Heat Transfer Coefficient and Adiabatic Wall Temperature Measurements on High-Pressure Turbine Nozzle Guide Vanes With Representative Inlet Swirl and Temperature Distortions

Combustor exit conditions in modern gas turbines are generally characterized by significant temperature distortions and swirl degree, which in turn is responsible for very high turbulence intensities. These distortions have become particularly important with the introduction of lean combustion, as a mean to control NOx pollutant emissions. For this reason, combustor–turbine interaction studies have recently gained a lot of importance.
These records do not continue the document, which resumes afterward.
use anyhow::{Context, Result};
use clap::Parser;
use erp_pilot::DeliveryBatch;
use std::env;
use std::path::{Path, PathBuf};
use tracing::{warn, Level};
use tracing_subscriber::{layer::SubscriberExt, util::SubscriberInitExt, EnvFilter, Layer};

#[derive(Parser, Debug)]
#[command(name = "erp-pilot")]
#[command(about = "Enter delivery batches as ERP purchase receipts by driving the desktop client")]
#[command(author, version, long_about = None)]
pub struct Args {
    /// Engine configuration (YAML); built-in defaults when omitted
    #[arg(short, long, env = "ERP_PILOT_CONFIG")]
    pub config: Option<PathBuf>,

    /// Delivery batches to enter (JSON or YAML list)
    #[arg(short, long, env = "ERP_PILOT_BATCHES")]
    pub batches: Option<PathBuf>,

    /// Validate the configuration, templates and batches, then exit
    #[arg(long, default_value_t = false)]
    pub check: bool,

    /// Override the template directory from the configuration
    #[arg(long, env = "ERP_PILOT_TEMPLATES")]
    pub templates: Option<PathBuf>,
}

/// Keeps the file writer flushing until dropped
pub type LogGuard = tracing_appender::non_blocking::WorkerGuard;

pub fn init_logging() -> Result<LogGuard> {
    use tracing_appender::rolling;

    let log_level = env::var("LOG_LEVEL")
        .map(|level| match level.to_lowercase().as_str() {
            "error" => Level::ERROR,
            "warn" => Level::WARN,
            "info" => Level::INFO,
            "debug" => Level::DEBUG,
            "trace" => Level::TRACE,
            _ => Level::INFO,
        })
        .unwrap_or(Level::INFO);

    // Determine log directory - check for override first
    let log_dir = if let Ok(custom_dir) = env::var("ERP_PILOT_LOG_DIR") {
        PathBuf::from(custom_dir)
    } else {
        dirs::data_local_dir()
            .unwrap_or_else(env::temp_dir)
            .join("erp-pilot")
            .join("logs")
    };
    let dir_error = std::fs::create_dir_all(&log_dir).err();

    let file_appender = rolling::daily(&log_dir, "erp-pilot.log");
    let (file_writer, guard) = tracing_appender::non_blocking(file_appender);

    tracing_subscriber::registry()
        .with(
            tracing_subscriber::fmt::layer()
                .with_writer(std::io::stderr)
                .with_ansi(false)
                .with_filter(EnvFilter::from_default_env().add_directive(log_level.into())),
        )
        .with(
            tracing_subscriber::fmt::layer()
                .with_writer(file_writer)
                .with_ansi(false)
                .with_target(true)
                .with_thread_ids(true)
                .with_file(true)
                .with_line_number(true)
                .with_filter(EnvFilter::from_default_env().add_directive(log_level.into())),
        )
        .try_init()
        .context("failed to install the tracing subscriber")?;

    if let Some(e) = dir_error {
        warn!("Failed to create log directory {}: {}", log_dir.display(), e);
    }

    Ok(guard)
}

/// Read a list of batches from a `.json`, `.yaml` or `.yml` file
pub fn load_batches(path: &Path) -> Result<Vec<DeliveryBatch>> {
    let text = std::fs::read_to_string(path)
        .with_context(|| format!("failed to read batches from {}", path.display()))?;
    parse_batches(&text, path)
}

fn parse_batches(text: &str, path: &Path) -> Result<Vec<DeliveryBatch>> {
    let is_json = path
        .extension()
        .and_then(|e| e.to_str())
        .is_some_and(|e| e.eq_ignore_ascii_case("json"));
    if is_json {
        serde_json::from_str(text)
            .with_context(|| format!("invalid batch JSON in {}", path.display()))
    } else {
        serde_yaml::from_str(text)
            .with_context(|| format!("invalid batch YAML in {}", path.display()))
    }
}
Past studies have focused on the description of the effects of turbulence, swirl degree, and temperature distortions on the behavior of the high-pressure stages of the turbine, both considering them as separated aspects and accounting for their combined impact. Aspects like pressure losses, hot streaks migration, and film-cooling behavior have been widely investigated. Even if some studies have focused on the characterization of the heat transfer coefficient (HTC) on the nozzle guide vane external surface, none of them have addressed this aspect from a purely experimental point of view. Indeed, when inlet conditions are characterized by both swirl and temperature distortions, they represent a severe challenge for the commonly adopted measurement techniques. The work presented in this paper was carried out on a non-reactive, annular, three-sector test rig made by a non-reactive combustor simulator and a nozzle guide vane cascade; it is able to create a representative combustor outflow, characterized by all the flow characteristics described before. A novel experimental approach, which was developed in a previous work, was exploited to experimentally retrieve the heat transfer coefficient and the adiabatic wall temperature distributions on a non-cooled nozzle guide vane. Temperature measurements on the cascade inlet and outlet planes were also used to provide boundary conditions and achieve a better understanding of the investigated phenomena. The results allowed to evidence the effect of the inlet swirl on the heat transfer coefficient distribution, as well as the evolution of the temperature distribution on the vane surface moving through the cascade, constituting the first attempt to evaluate these aspects from a purely experimental point of view.